Identifier: 05SANSALVADOR3215
Wikileaks: View 05SANSALVADOR3215 at Wikileaks.org
Origin: Embassy San Salvador
Created: 2005-11-14 23:00:00
Classification: CONFIDENTIAL
Tags: ES PGOV PREL KCOR ELECTIONS 2006
Redacted: This cable was not redacted by Wikileaks.
This record is a partial extract of the original cable. The full text of the original cable is not available.

C O N F I D E N T I A L SECTION 01 OF 02 SAN SALVADOR 003215 
 
SIPDIS 
 
E.O. 12958: DECL: 11/13/2015 
TAGS: ES, PGOV, PREL, KCOR, ELECTIONS 2006 
SUBJECT: EL SALVADOR: FDR LOSES BATTLE FOR OFFICIAL STATUS 
 
REF: A. SAN SALVADOR 1079 
 
     B. SAN SALVADOR 1673 
     C. SAN SALVADOR 1747 
     D. SAN SALVADOR 1803 
 
Classified By: DCM Michael A. Butler, Reason 1.4 (d) 
 
1. (C)  SUMMARY:  On October 27, El Salvador's Supreme 
Electoral Council (TSE) threw out some 12,000 invalid 
signatures out of approximately 49,000 total signatures 
obtained by the moderate FMLN splinter group Revolutionary 
Democratic Front (FDR) in its efforts to obtain legal 
recognition as a party.  FDR activists submitted additional 
signatures November 3, but the TSE was unable to validate 
sufficient signatures to qualify the party for official 
status prior to a November 11 deadline, and the Legislative 
Assembly declined to intervene in the matter.  Any FDR 
participation in March 12 municipal and Legislative Assembly 
elections must now be pursued via alliances with established 
parties and coalition candidates.  Their absence from the 
official slate may preserve FMLN incumbents' seats in races 
where the FDR would otherwise have split the leftist vote. 
END SUMMARY. 
 
BACKGROUND 
---------- 
 
2. (C)  The birth of the FDR had its roots in a continuing 
process of disintegration within the FMLN during 2005.  In 
its April 3 national convention, the FMLN passed a number of 
"reforms" that included the virtual abolishment of open 
primaries, and their replacement by a hardliner-controlled 
process of "consensus" that lacked transparency (see ref. A). 

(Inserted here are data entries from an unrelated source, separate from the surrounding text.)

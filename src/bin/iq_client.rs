//! IQ acquisition client
//!
//! Connects to a DAQ firmware, pulls frames until interrupted and prints
//! status events as JSON lines.
//!
//! Usage: `iq-client [config.toml]`

use anyhow::{Context, Result};
use std::path::PathBuf;
use std::sync::atomic::{AtomicBool, Ordering};
use std::sync::Arc;
use std::time::{Duration, Instant};
use tracing_subscriber::{layer::SubscriberExt, util::SubscriberInitExt};

use daq_iq_client::{
    config::AppConfig,
    events::{delivery_queue, EventReceiver, EventSender},
    receiver::SampleFrame,
    AcquisitionClient,
};

const STATS_INTERVAL: Duration = Duration::from_secs(5);
const RETRY_DELAY: Duration = Duration::from_secs(1);

#[tokio::main]
async fn main() -> Result<()> {
    let config = match std::env::args().nth(1).map(PathBuf::from) {
        Some(path) => AppConfig::load(&path)
            .with_context(|| format!("loading {}", path.display()))?,
        None => AppConfig::load_or_default(),
    };

    // Initialize logging
    tracing_subscriber::registry()
        .with(tracing_subscriber::EnvFilter::new(
            std::env::var("RUST_LOG").unwrap_or_else(|_| config.logging.level.clone()),
        ))
        .with(tracing_subscriber::fmt::layer())
        .init();

    tracing::info!(
        "Starting IQ client for {} ({:?} interface)",
        config.receiver.address,
        config.receiver.interface
    );

    let (event_tx, event_rx) = delivery_queue();
    let running = Arc::new(AtomicBool::new(true));

    let printer = tokio::task::spawn_blocking(move || print_events(event_rx));
    let acquisition_running = running.clone();
    let acquisition =
        tokio::task::spawn_blocking(move || acquire(config, event_tx, acquisition_running));

    tokio::spawn(async move {
        if tokio::signal::ctrl_c().await.is_ok() {
            tracing::info!("Interrupted, shutting down");
            running.store(false, Ordering::SeqCst);
        }
    });

    let result = acquisition.await;
    printer.await?;
    result??;
    Ok(())
}

fn acquire(config: AppConfig, events: EventSender, running: Arc<AtomicBool>) -> Result<()> {
    let mut client = AcquisitionClient::new(config, events)?;
    let mut last_stats_time = Instant::now();

    while running.load(Ordering::SeqCst) {
        match client.get_next_frame() {
            Ok(Some(frame)) => log_frame(frame),
            Ok(None) => tracing::debug!("Frame without payload"),
            Err(e) if e.is_terminated() => {
                tracing::info!("DAQ terminated the stream");
                break;
            }
            Err(e) if e.is_timeout() => {
                tracing::warn!("DAQ stalled, reconnecting: {}", e);
            }
            Err(e) => {
                tracing::warn!("Acquisition failed: {}", e);
                std::thread::sleep(RETRY_DELAY);
            }
        }

        // Periodic stats
        if last_stats_time.elapsed() >= STATS_INTERVAL {
            last_stats_time = Instant::now();
            let stats = client.stats();
            tracing::info!(
                "Receiver stats: {} frames, {} empty, {} bytes, M = {}",
                stats.frames_received,
                stats.empty_frames,
                stats.bytes_received,
                stats.channel_count
            );
        }
    }

    client.close();
    Ok(())
}

fn log_frame(frame: &SampleFrame) {
    let Some(header) = frame.header() else {
        return;
    };
    let power: Vec<String> = frame
        .rows()
        .map(|row| {
            let mean = row.iter().map(|s| s.norm_sqr()).sum::<f32>() / row.len().max(1) as f32;
            format!("{:.1}", 10.0 * mean.max(f32::MIN_POSITIVE).log10())
        })
        .collect();
    tracing::debug!(
        "Frame #{} {}x{} @ {} Hz, power [{}] dB",
        header.sequence(),
        frame.channels(),
        frame.samples_per_channel(),
        header.rf_center_freq,
        power.join(", ")
    );
}

fn print_events(events: EventReceiver) {
    for event in events.iter() {
        match serde_json::to_string(&event) {
            Ok(line) => println!("{}", line),
            Err(e) => tracing::error!("Failed to encode event {}: {}", event.tag(), e),
        }
    }
}
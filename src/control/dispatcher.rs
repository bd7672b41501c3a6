//! Command dispatcher
//!
//! Configuration calls must not block the caller, yet the control connection
//! carries exactly one request/acknowledgement pair at a time. Submissions
//! are queued to a single worker thread that owns the connection and drains
//! the queue in FIFO order, so every acknowledgement belongs to the command
//! sent right before it.

use crossbeam_channel::{bounded, unbounded, Receiver, RecvTimeoutError, Sender};
use std::sync::atomic::{AtomicBool, AtomicU64, Ordering};
use std::sync::Arc;
use std::thread::{self, JoinHandle};
use std::time::Duration;

use crate::control::channel::ControlChannel;
use crate::error::CommandError;
use crate::events::{emit, EventSender, StatusEvent};
use crate::protocol::{AckStatus, CommandFrame, Opcode};

type Reply = Result<AckStatus, CommandError>;

enum Job {
    Command {
        id: u64,
        frame: CommandFrame,
        reply: Sender<Reply>,
    },
    Exit,
}

/// Handle to the outcome of one submitted command
///
/// Dropping the ticket makes the submission fire-and-forget.
#[derive(Debug)]
pub struct CommandTicket {
    id: u64,
    opcode: Opcode,
    reply: Receiver<Reply>,
}

impl CommandTicket {
    pub fn id(&self) -> u64 {
        self.id
    }

    pub fn opcode(&self) -> Opcode {
        self.opcode
    }

    /// Block until the firmware acknowledged this command
    pub fn wait(&self, timeout: Duration) -> Result<AckStatus, CommandError> {
        match self.reply.recv_timeout(timeout) {
            Ok(reply) => reply,
            Err(RecvTimeoutError::Timeout) => Err(CommandError::Timeout),
            Err(RecvTimeoutError::Disconnected) => Err(CommandError::DispatcherClosed),
        }
    }

    /// Outcome if it is already known
    pub fn try_result(&self) -> Option<Result<AckStatus, CommandError>> {
        self.reply.try_recv().ok()
    }
}

/// Single-worker command dispatcher
pub struct CommandDispatcher {
    queue: Option<Sender<Job>>,
    worker: Option<JoinHandle<()>>,
    next_id: AtomicU64,
    healthy: Arc<AtomicBool>,
}

impl CommandDispatcher {
    /// Start the worker; it takes ownership of the control connection
    pub fn start(channel: ControlChannel, events: EventSender) -> std::io::Result<Self> {
        let (tx, rx) = unbounded::<Job>();
        let healthy = Arc::new(AtomicBool::new(true));
        let worker_healthy = healthy.clone();

        let worker = thread::Builder::new()
            .name("daq-control".to_string())
            .spawn(move || worker_loop(channel, rx, events, worker_healthy))?;

        Ok(Self {
            queue: Some(tx),
            worker: Some(worker),
            next_id: AtomicU64::new(1),
            healthy,
        })
    }

    /// Queue a command; returns immediately
    pub fn submit(&self, frame: CommandFrame) -> Result<CommandTicket, CommandError> {
        let queue = self.queue.as_ref().ok_or(CommandError::DispatcherClosed)?;
        let opcode = frame.opcode();
        // Waiting for an ack that never comes would break the channel.
        if !opcode.expects_ack() {
            return Err(CommandError::Unacknowledged(opcode.to_string()));
        }
        let id = self.next_id.fetch_add(1, Ordering::Relaxed);
        let (reply_tx, reply_rx) = bounded(1);

        queue
            .send(Job::Command {
                id,
                frame,
                reply: reply_tx,
            })
            .map_err(|_| CommandError::DispatcherClosed)?;
        tracing::debug!("Queued command #{} {}", id, opcode);

        Ok(CommandTicket {
            id,
            opcode,
            reply: reply_rx,
        })
    }

    /// False once the control connection timed out or failed
    pub fn is_healthy(&self) -> bool {
        self.healthy.load(Ordering::SeqCst) && self.queue.is_some()
    }

    /// Send `EXIT` after every queued command and stop the worker
    pub fn shutdown(&mut self) {
        if let Some(queue) = self.queue.take() {
            let _ = queue.send(Job::Exit);
        }
        if let Some(handle) = self.worker.take() {
            if handle.join().is_err() {
                tracing::error!("Control worker panicked");
            }
        }
    }
}

impl Drop for CommandDispatcher {
    fn drop(&mut self) {
        self.shutdown();
    }
}

fn worker_loop(
    mut channel: ControlChannel,
    jobs: Receiver<Job>,
    events: EventSender,
    healthy: Arc<AtomicBool>,
) {
    for job in jobs.iter() {
        match job {
            Job::Command { id, frame, reply } => {
                let opcode = frame.opcode();
                let outcome = execute(&mut channel, id, &frame, &events);
                if channel.is_broken() {
                    healthy.store(false, Ordering::SeqCst);
                }
                if reply.send(outcome).is_err() {
                    tracing::trace!("Result of command #{} {} was not awaited", id, opcode);
                }
            }
            Job::Exit => {
                if !channel.is_broken() {
                    if let Err(e) = channel.send(&CommandFrame::exit()) {
                        tracing::warn!("Failed to send EXIT: {}", e);
                    }
                }
                break;
            }
        }
    }
    channel.shutdown();
    tracing::debug!("Control worker stopped");
}

fn execute(
    channel: &mut ControlChannel,
    id: u64,
    frame: &CommandFrame,
    events: &EventSender,
) -> Reply {
    let opcode = frame.opcode();
    let ack = channel.round_trip(frame)?;
    let status = ack.status();

    if status.is_success() {
        tracing::info!("Reconfiguration successfully finished ({} #{})", opcode, id);
        emit(
            events,
            StatusEvent::ConfigApplied {
                command_id: id,
                opcode,
            },
        );
        Ok(status)
    } else {
        tracing::error!(
            "Failed to set the requested parameter ({} #{}), reply: {:?}",
            opcode,
            id,
            status.to_string()
        );
        Err(CommandError::Failed {
            opcode: opcode.to_string(),
            status: status.to_string(),
        })
    }
}
//! Per-group consensus configuration and its TOML representation.

use std::collections::BTreeSet;
use std::path::Path;
use std::time::Duration;

use serde::Deserialize;
use thiserror::Error;

use crate::utilities::PublicKey;

pub const DEFAULT_EPOCH_WINDOW: u64 = 16;
pub const DEFAULT_FINALIZED_CACHE_SIZE: usize = 10_000;
pub const DEFAULT_BATCH_SIZE: usize = 50;

#[derive(Error, Debug, PartialEq, Eq)]
pub enum ConfigError {
    #[error("Producer set is empty")]
    EmptyProducerSet,
    #[error("Producer {0} is listed more than once")]
    DuplicateProducer(PublicKey),
    #[error("Local key {0} is not a producer of this group")]
    NotAProducer(PublicKey),
    #[error("{nodes} producers cannot tolerate {faulty} faulty ones, 3f < N is required")]
    TooManyFaulty { nodes: usize, faulty: usize },
    #[error("Batch size must be positive")]
    ZeroBatchSize,
    #[error("Epoch window must be positive")]
    ZeroEpochWindow,
    #[error("Signing key {0} does not belong to the configured producer")]
    SignerMismatch(PublicKey),
    #[error("Codec: {0}")]
    Codec(String),
}

/// Immutable configuration of one BFT driver.
///
/// A producer set change means a new `ConsensusConfig` and fresh consensus state.
#[derive(Debug, Clone, PartialEq, Eq)]
pub struct ConsensusConfig {
    group_id: String,
    /// Sorted ascending, shard `i` of every broadcast belongs to `nodes[i]`.
    nodes: Vec<PublicKey>,
    faulty: usize,
    my_pubkey: PublicKey,
    owner_pubkey: PublicKey,
    batch_size: usize,
    epoch_window: u64,
    resend_interval: Option<Duration>,
    finalized_cache_size: usize,
}

impl ConsensusConfig {
    /// Creates a configuration tolerating the maximum `f = (N - 1) / 3`.
    pub fn new(
        group_id: impl Into<String>,
        nodes: Vec<PublicKey>,
        my_pubkey: PublicKey,
        owner_pubkey: PublicKey,
        batch_size: usize,
    ) -> Result<Self, ConfigError> {
        let faulty = nodes.len().saturating_sub(1) / 3;
        Self::with_faulty(group_id, nodes, my_pubkey, owner_pubkey, batch_size, faulty)
    }

    pub fn with_faulty(
        group_id: impl Into<String>,
        nodes: Vec<PublicKey>,
        my_pubkey: PublicKey,
        owner_pubkey: PublicKey,
        batch_size: usize,
        faulty: usize,
    ) -> Result<Self, ConfigError> {
        if nodes.is_empty() {
            return Err(ConfigError::EmptyProducerSet);
        }
        let mut unique = BTreeSet::new();
        for node in &nodes {
            if !unique.insert(node.clone()) {
                return Err(ConfigError::DuplicateProducer(node.clone()));
            }
        }
        if 3 * faulty >= nodes.len() {
            return Err(ConfigError::TooManyFaulty {
                nodes: nodes.len(),
                faulty,
            });
        }
        if batch_size == 0 {
            return Err(ConfigError::ZeroBatchSize);
        }
        if !unique.contains(&my_pubkey) {
            return Err(ConfigError::NotAProducer(my_pubkey));
        }

        Ok(Self {
            group_id: group_id.into(),
            nodes: unique.into_iter().collect(),
            faulty,
            my_pubkey,
            owner_pubkey,
            batch_size,
            epoch_window: DEFAULT_EPOCH_WINDOW,
            resend_interval: None,
            finalized_cache_size: DEFAULT_FINALIZED_CACHE_SIZE,
        })
    }

    pub fn with_epoch_window(mut self, epoch_window: u64) -> Result<Self, ConfigError> {
        if epoch_window == 0 {
            return Err(ConfigError::ZeroEpochWindow);
        }
        self.epoch_window = epoch_window;
        Ok(self)
    }

    pub fn with_resend_interval(mut self, interval: Option<Duration>) -> Self {
        self.resend_interval = interval;
        self
    }

    pub fn with_finalized_cache_size(mut self, size: usize) -> Self {
        self.finalized_cache_size = size.max(1);
        self
    }

    pub fn group_id(&self) -> &str {
        &self.group_id
    }

    pub fn nodes(&self) -> &[PublicKey] {
        &self.nodes
    }

    pub fn my_pubkey(&self) -> &PublicKey {
        &self.my_pubkey
    }

    pub fn owner_pubkey(&self) -> &PublicKey {
        &self.owner_pubkey
    }

    pub fn batch_size(&self) -> usize {
        self.batch_size
    }

    pub fn epoch_window(&self) -> u64 {
        self.epoch_window
    }

    pub fn resend_interval(&self) -> Option<Duration> {
        self.resend_interval
    }

    pub fn finalized_cache_size(&self) -> usize {
        self.finalized_cache_size
    }

    /// Number of producers, `N`.
    pub fn n(&self) -> usize {
        self.nodes.len()
    }

    /// Maximum number of faulty producers tolerated, `f`.
    pub fn f(&self) -> usize {
        self.faulty
    }

    pub fn is_producer(&self, key: &PublicKey) -> bool {
        self.index_of(key).is_some()
    }

    pub fn index_of(&self, key: &PublicKey) -> Option<usize> {
        self.nodes.binary_search(key).ok()
    }

    pub fn echo_threshold(&self) -> usize {
        self.n() - self.f()
    }

    pub fn data_shards(&self) -> usize {
        self.n() - 2 * self.f()
    }

    pub fn parity_shards(&self) -> usize {
        (2 * self.f()).max(1)
    }

    pub fn ready_amplify_threshold(&self) -> usize {
        self.f() + 1
    }

    pub fn ready_deliver_threshold(&self) -> usize {
        2 * self.f() + 1
    }

    pub fn acs_quorum(&self) -> usize {
        self.n() - self.f()
    }
}

#[derive(Deserialize, Debug, Clone, PartialEq)]
pub struct Settings {
    pub node: NodeSettings,
    pub consensus: ConsensusSettings,
}

#[derive(Deserialize, Debug, Clone, PartialEq)]
pub struct NodeSettings {
    /// Hex encoded ed25519 seed.
    pub private_key: String,
}

#[derive(Deserialize, Debug, Clone, PartialEq)]
pub struct ConsensusSettings {
    pub group_id: String,
    pub producers: Vec<String>,
    pub owner: String,
    #[serde(default = "default_batch_size")]
    pub batch_size: usize,
    #[serde(default)]
    pub faulty: Option<usize>,
    #[serde(default = "default_epoch_window")]
    pub epoch_window: u64,
    #[serde(default)]
    pub resend_interval_ms: Option<u64>,
    #[serde(default = "default_finalized_cache_size")]
    pub finalized_cache_size: usize,
}

fn default_batch_size() -> usize {
    DEFAULT_BATCH_SIZE
}

fn default_epoch_window() -> u64 {
    DEFAULT_EPOCH_WINDOW
}

fn default_finalized_cache_size() -> usize {
    DEFAULT_FINALIZED_CACHE_SIZE
}

impl Settings {
    pub fn load<P: AsRef<Path>>(path: P) -> anyhow::Result<Settings> {
        let config = config::Config::builder()
            .add_source(config::File::from(path.as_ref()))
            .build()?;
        Ok(config.try_deserialize()?)
    }

    pub fn consensus_config(&self, my_pubkey: PublicKey) -> Result<ConsensusConfig, ConfigError> {
        let consensus = &self.consensus;
        let nodes = consensus
            .producers
            .iter()
            .map(|p| PublicKey::new(p.as_str()))
            .collect::<Vec<_>>();
        let owner = PublicKey::new(consensus.owner.as_str());

        let config = match consensus.faulty {
            Some(faulty) => ConsensusConfig::with_faulty(
                consensus.group_id.clone(),
                nodes,
                my_pubkey,
                owner,
                consensus.batch_size,
                faulty,
            )?,
            None => ConsensusConfig::new(
                consensus.group_id.clone(),
                nodes,
                my_pubkey,
                owner,
                consensus.batch_size,
            )?,
        };

        Ok(config
            .with_epoch_window(consensus.epoch_window)?
            .with_resend_interval(consensus.resend_interval_ms.map(Duration::from_millis))
            .with_finalized_cache_size(consensus.finalized_cache_size))
    }
}

#[cfg(test)]
mod test {
    use std::io::Write;

    use assert_matches::assert_matches;

    use super::*;

    fn keys(names: &[&str]) -> Vec<PublicKey> {
        names.iter().map(|n| PublicKey::from(*n)).collect()
    }

    #[test]
    fn test_thresholds_four_nodes() {
        let config =
            ConsensusConfig::new("g", keys(&["d", "c", "b", "a"]), "a".into(), "a".into(), 10)
                .unwrap();
        assert_eq!(config.n(), 4);
        assert_eq!(config.f(), 1);
        assert_eq!(config.echo_threshold(), 3);
        assert_eq!(config.data_shards(), 2);
        assert_eq!(config.parity_shards(), 2);
        assert_eq!(config.ready_amplify_threshold(), 2);
        assert_eq!(config.ready_deliver_threshold(), 3);
        assert_eq!(config.acs_quorum(), 3);
        assert_eq!(config.nodes(), keys(&["a", "b", "c", "d"]).as_slice());
        assert_eq!(config.index_of(&"c".into()), Some(2));
    }

    #[test]
    fn test_single_node_forces_parity() {
        let config = ConsensusConfig::new("g", keys(&["a"]), "a".into(), "a".into(), 1).unwrap();
        assert_eq!(config.f(), 0);
        assert_eq!(config.data_shards(), 1);
        assert_eq!(config.parity_shards(), 1);
    }

    #[test]
    fn test_invalid_configs() {
        assert_matches!(
            ConsensusConfig::new("g", vec![], "a".into(), "a".into(), 1),
            Err(ConfigError::EmptyProducerSet)
        );
        assert_matches!(
            ConsensusConfig::new("g", keys(&["a", "a"]), "a".into(), "a".into(), 1),
            Err(ConfigError::DuplicateProducer(_))
        );
        assert_matches!(
            ConsensusConfig::new("g", keys(&["a", "b"]), "x".into(), "a".into(), 1),
            Err(ConfigError::NotAProducer(_))
        );
        assert_matches!(
            ConsensusConfig::with_faulty("g", keys(&["a", "b", "c"]), "a".into(), "a".into(), 1, 1),
            Err(ConfigError::TooManyFaulty { nodes: 3, faulty: 1 })
        );
        assert_matches!(
            ConsensusConfig::new("g", keys(&["a"]), "a".into(), "a".into(), 0),
            Err(ConfigError::ZeroBatchSize)
        );
    }

    #[test]
    fn test_load_settings() {
        let mut file = tempfile::Builder::new().suffix(".toml").tempfile().unwrap();
        writeln!(
            file,
            r#"
[node]
private_key = "00"

[consensus]
group_id = "group-1"
producers = ["a", "b", "c", "d"]
owner = "a"
batch_size = 20
resend_interval_ms = 500
"#
        )
        .unwrap();

        let settings = Settings::load(file.path()).unwrap();
        assert_eq!(settings.consensus.epoch_window, DEFAULT_EPOCH_WINDOW);

        let config = settings.consensus_config("b".into()).unwrap();
        assert_eq!(config.group_id(), "group-1");
        assert_eq!(config.batch_size(), 20);
        assert_eq!(config.f(), 1);
        assert_eq!(config.resend_interval(), Some(Duration::from_millis(500)));
    }
}
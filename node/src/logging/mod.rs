use lazy_static::lazy_static;
use serde::Serialize;

lazy_static! {
    pub static ref RUST_LOG_JSON: bool = std::env::var("RUST_LOG_JSON").is_ok();
}

/// Initialises the logger from `RUST_LOG`. Logging stays off when it is not set.
pub fn init() {
    match std::env::var("RUST_LOG") {
        Ok(directives) => init_with_directives(&directives),
        Err(_) => println!("Logging disabled"),
    }
}

pub fn init_with_directives(directives: &str) {
    println!("Logging enabled with directives: {directives}",);
    let _ = pretty_env_logger::formatted_timed_builder()
        .parse_filters(directives)
        .format_timestamp_millis()
        .try_init();
}

pub fn pretty_json<T: Serialize + std::fmt::Debug>(value: &T) -> String {
    if *RUST_LOG_JSON {
        let json = serde_json::json!(&value);
        serde_json::to_string_pretty(&json).unwrap_or_else(|_| json.to_string())
    } else {
        format!("{value:?}",)
    }
}
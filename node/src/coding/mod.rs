//! Systematic Reed-Solomon erasure codec.
//!
//! `split` turns a value into `N` shards, the first `N - 2f` of which carry the value itself.
//! Any `N - 2f` distinct shards are enough to `reconstruct` it.

use std::collections::BTreeMap;

use reed_solomon_simd::{ReedSolomonDecoder, ReedSolomonEncoder};
use thiserror::Error;

use crate::config::ConsensusConfig;

const LENGTH_PREFIX: usize = std::mem::size_of::<u64>();

#[derive(Error, Debug)]
pub enum CodingError {
    #[error("Invalid codec parameters: {data} data, {parity} parity, {total} total shards")]
    InvalidParameters {
        data: usize,
        parity: usize,
        total: usize,
    },
    #[error("Need {needed} shards to reconstruct, got {got}")]
    InsufficientShards { needed: usize, got: usize },
    #[error("Shard index {0} is out of range")]
    InvalidShardIndex(usize),
    #[error("Shards have different or invalid sizes")]
    InvalidShardSize,
    #[error("Reconstructed data has an invalid length prefix")]
    InvalidDataLength,
    #[error("Reed-Solomon: {0}")]
    ReedSolomon(#[from] reed_solomon_simd::Error),
}

#[derive(Debug, Clone, Copy, PartialEq, Eq)]
pub struct ErasureCodec {
    data_shards: usize,
    parity_shards: usize,
    /// Shards handed out, one per producer. Can be smaller than `data + parity` when `f = 0`.
    total_shards: usize,
}

impl ErasureCodec {
    pub fn new(
        data_shards: usize,
        parity_shards: usize,
        total_shards: usize,
    ) -> Result<Self, CodingError> {
        let invalid = data_shards == 0
            || parity_shards == 0
            || total_shards < data_shards
            || total_shards > data_shards + parity_shards
            || data_shards + parity_shards > u16::MAX as usize;
        if invalid {
            return Err(CodingError::InvalidParameters {
                data: data_shards,
                parity: parity_shards,
                total: total_shards,
            });
        }
        Ok(Self {
            data_shards,
            parity_shards,
            total_shards,
        })
    }

    pub fn from_config(config: &ConsensusConfig) -> Result<Self, CodingError> {
        Self::new(config.data_shards(), config.parity_shards(), config.n())
    }

    pub fn data_shards(&self) -> usize {
        self.data_shards
    }

    pub fn total_shards(&self) -> usize {
        self.total_shards
    }

    /// Pads `data` behind a length prefix, cuts it into equal sized data shards and appends parity.
    pub fn split(&self, data: &[u8]) -> Result<Vec<Vec<u8>>, CodingError> {
        let k = self.data_shards;

        let mut extended = Vec::with_capacity(LENGTH_PREFIX + data.len());
        extended.extend_from_slice(&(data.len() as u64).to_be_bytes());
        extended.extend_from_slice(data);

        // The encoder works on shards of even, non zero size.
        let mut shard_size = (extended.len() + k - 1) / k;
        shard_size += shard_size % 2;
        extended.resize(shard_size * k, 0);

        let mut shards: Vec<Vec<u8>> = extended.chunks(shard_size).map(<[u8]>::to_vec).collect();

        let mut encoder = ReedSolomonEncoder::new(k, self.parity_shards, shard_size)?;
        for shard in &shards {
            encoder.add_original_shard(shard)?;
        }
        let result = encoder.encode()?;
        shards.extend(result.recovery_iter().map(<[u8]>::to_vec));

        shards.truncate(self.total_shards);
        Ok(shards)
    }

    /// Recovers the value from any `N - 2f` shards keyed by shard index.
    pub fn reconstruct(&self, shards: &BTreeMap<usize, Vec<u8>>) -> Result<Vec<u8>, CodingError> {
        let k = self.data_shards;
        if shards.len() < k {
            return Err(CodingError::InsufficientShards {
                needed: k,
                got: shards.len(),
            });
        }
        if let Some(index) = shards.keys().find(|i| **i >= self.total_shards) {
            return Err(CodingError::InvalidShardIndex(*index));
        }
        let shard_size = shards.values().next().map(Vec::len).unwrap_or_default();
        if shard_size == 0 || shard_size % 2 != 0 || shards.values().any(|s| s.len() != shard_size)
        {
            return Err(CodingError::InvalidShardSize);
        }

        let mut originals: Vec<Option<Vec<u8>>> = (0..k).map(|i| shards.get(&i).cloned()).collect();

        if originals.iter().any(Option::is_none) {
            let mut decoder = ReedSolomonDecoder::new(k, self.parity_shards, shard_size)?;
            for (index, shard) in shards {
                if *index < k {
                    decoder.add_original_shard(*index, shard)?;
                } else {
                    decoder.add_recovery_shard(*index - k, shard)?;
                }
            }
            let result = decoder.decode()?;
            for (index, shard) in result.restored_original_iter() {
                if let Some(slot) = originals.get_mut(index) {
                    *slot = Some(shard.to_vec());
                }
            }
        }

        let mut data = Vec::with_capacity(k * shard_size);
        for shard in originals {
            data.extend(shard.ok_or(CodingError::InsufficientShards {
                needed: k,
                got: shards.len(),
            })?);
        }

        let prefix: [u8; LENGTH_PREFIX] = data
            .get(..LENGTH_PREFIX)
            .and_then(|p| p.try_into().ok())
            .ok_or(CodingError::InvalidDataLength)?;
        let len = u64::from_be_bytes(prefix) as usize;
        let end = LENGTH_PREFIX
            .checked_add(len)
            .filter(|end| *end <= data.len())
            .ok_or(CodingError::InvalidDataLength)?;
        data.truncate(end);
        data.drain(..LENGTH_PREFIX);
        Ok(data)
    }
}
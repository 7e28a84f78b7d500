//! Transport collaborator. The core hands it opaque bytes and never waits for delivery.

use log::warn;

use crate::broadcast::Outbound;
use crate::utilities::encoding::encode;
use crate::utilities::PublicKey;

pub(crate) mod repeat;

pub use repeat::RepeatSender;

pub trait TransportSink: Send + Sync {
    /// To every other producer of the group.
    fn broadcast(&self, group_id: &str, bytes: Vec<u8>) -> anyhow::Result<()>;

    fn send_to(&self, group_id: &str, peer: &PublicKey, bytes: Vec<u8>) -> anyhow::Result<()>;

    /// To the group's user channel.
    fn publish_block(&self, group_id: &str, bytes: Vec<u8>) -> anyhow::Result<()>;
}

/// Encodes and sends one outgoing consensus message. Failures are logged, not returned.
pub(crate) fn dispatch(transport: &dyn TransportSink, group_id: &str, outbound: &Outbound) {
    let bytes = match encode(outbound.message()) {
        Ok(bytes) => bytes,
        Err(err) => {
            warn!("<{group_id}> failed to encode consensus message: {err}");
            return;
        }
    };
    let result = match outbound {
        Outbound::Broadcast(_) => transport.broadcast(group_id, bytes),
        Outbound::SendTo(peer, _) => transport.send_to(group_id, peer, bytes),
    };
    if let Err(err) = result {
        warn!("<{group_id}> failed to send consensus message: {err}");
    }
}

#[cfg(test)]
pub(crate) mod test {
    use parking_lot::Mutex;

    use super::*;

    #[derive(Debug, Clone, PartialEq, Eq)]
    pub(crate) enum Sent {
        Broadcast(Vec<u8>),
        SendTo(PublicKey, Vec<u8>),
        Block(Vec<u8>),
    }

    /// Remembers everything it was asked to send.
    #[derive(Default)]
    pub(crate) struct RecordingTransport {
        pub(crate) sent: Mutex<Vec<Sent>>,
    }

    impl RecordingTransport {
        pub(crate) fn blocks(&self) -> Vec<Vec<u8>> {
            self.sent
                .lock()
                .iter()
                .filter_map(|s| match s {
                    Sent::Block(bytes) => Some(bytes.clone()),
                    _ => None,
                })
                .collect()
        }

        pub(crate) fn consensus_count(&self) -> usize {
            self.sent
                .lock()
                .iter()
                .filter(|s| !matches!(s, Sent::Block(_)))
                .count()
        }
    }

    impl TransportSink for RecordingTransport {
        fn broadcast(&self, _group_id: &str, bytes: Vec<u8>) -> anyhow::Result<()> {
            self.sent.lock().push(Sent::Broadcast(bytes));
            Ok(())
        }

        fn send_to(&self, _group_id: &str, peer: &PublicKey, bytes: Vec<u8>) -> anyhow::Result<()> {
            self.sent.lock().push(Sent::SendTo(peer.clone(), bytes));
            Ok(())
        }

        fn publish_block(&self, _group_id: &str, bytes: Vec<u8>) -> anyhow::Result<()> {
            self.sent.lock().push(Sent::Block(bytes));
            Ok(())
        }
    }
}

 (Note:  These "reforms" further consolidated control of the 
FMLN by orthodox hardliners, who had become locked in a 
bitter internal struggle with moderates in the wake of 
Schafik Handal's resounding defeat at the polls in March 2004 
presidential elections.  End note.)  In June (see ref. B), 
moderate Legislative Assembly Deputies Ileana Rogel and Jorge 
Escobar, accompanied by moderate former TSE Magistrate Julio 
Hernandez, Santa Ana Mayor Orlando Mena, and others, marched 
to FMLN headquarters to tender their resignations from the 
party.  Resignations before and since have left the FMLN with 
only 24 of the 31 deputies with which it began the current 
Legislative Assembly--no longer even sufficient to block 
legislation requiring a two-thirds supermajority of 56 votes 
(such as those regarding assumption of foreign debt, or 
confirmation of officials such as the Attorney General). 
 
3. (C)  On June 15, the FMLN dissidents who had resigned took 
initial steps in the lengthy process of registering a new 
party, the Revolutionary Democratic Front (FDR), submitting 
its constitution, bylaws, and official logo to the TSE.  The 
group's National Coordinator Julio Hernandez outlined that 
the choice of name, once used by the FMLN's political wing 
during the 1980-1992 conflict, was an effort to deflect 
disparaging characterizations of FMLN moderates as "Leftist 
Lite" (see ref. C).  The FDR then began collecting signatures 
in support of its being granted official status; under 
Article 159 of the Electoral Code, valid signatures must 
total at least three percent of voter turnout in the most 
recent (2003) municipal and Legislative Assembly elections, 
or approximately 42,000 signatures. 
 
4. (C)  On October 27, the TSE announced that it had found 
nearly 12,000 of the 49,000 signatures submitted invalid, 
leaving the FDR almost 5,000 signatures short of the required 
42,000.  Some 1,752 names submitted featured nonexistent 
national identity document (DUI) numbers; 1,274 names and DUI 
numbers were duplicates; 316 had missing DUI numbers, and 239 
names submitted differed from those on voter registration 
lists.  An additional 6,387 signatures did not match those on 
registration lists, while in 1,775 cases, either a signature 
was missing from the FDR document, or a signature submitted 
by the FDR corresponded to a voter (unable to read and write) 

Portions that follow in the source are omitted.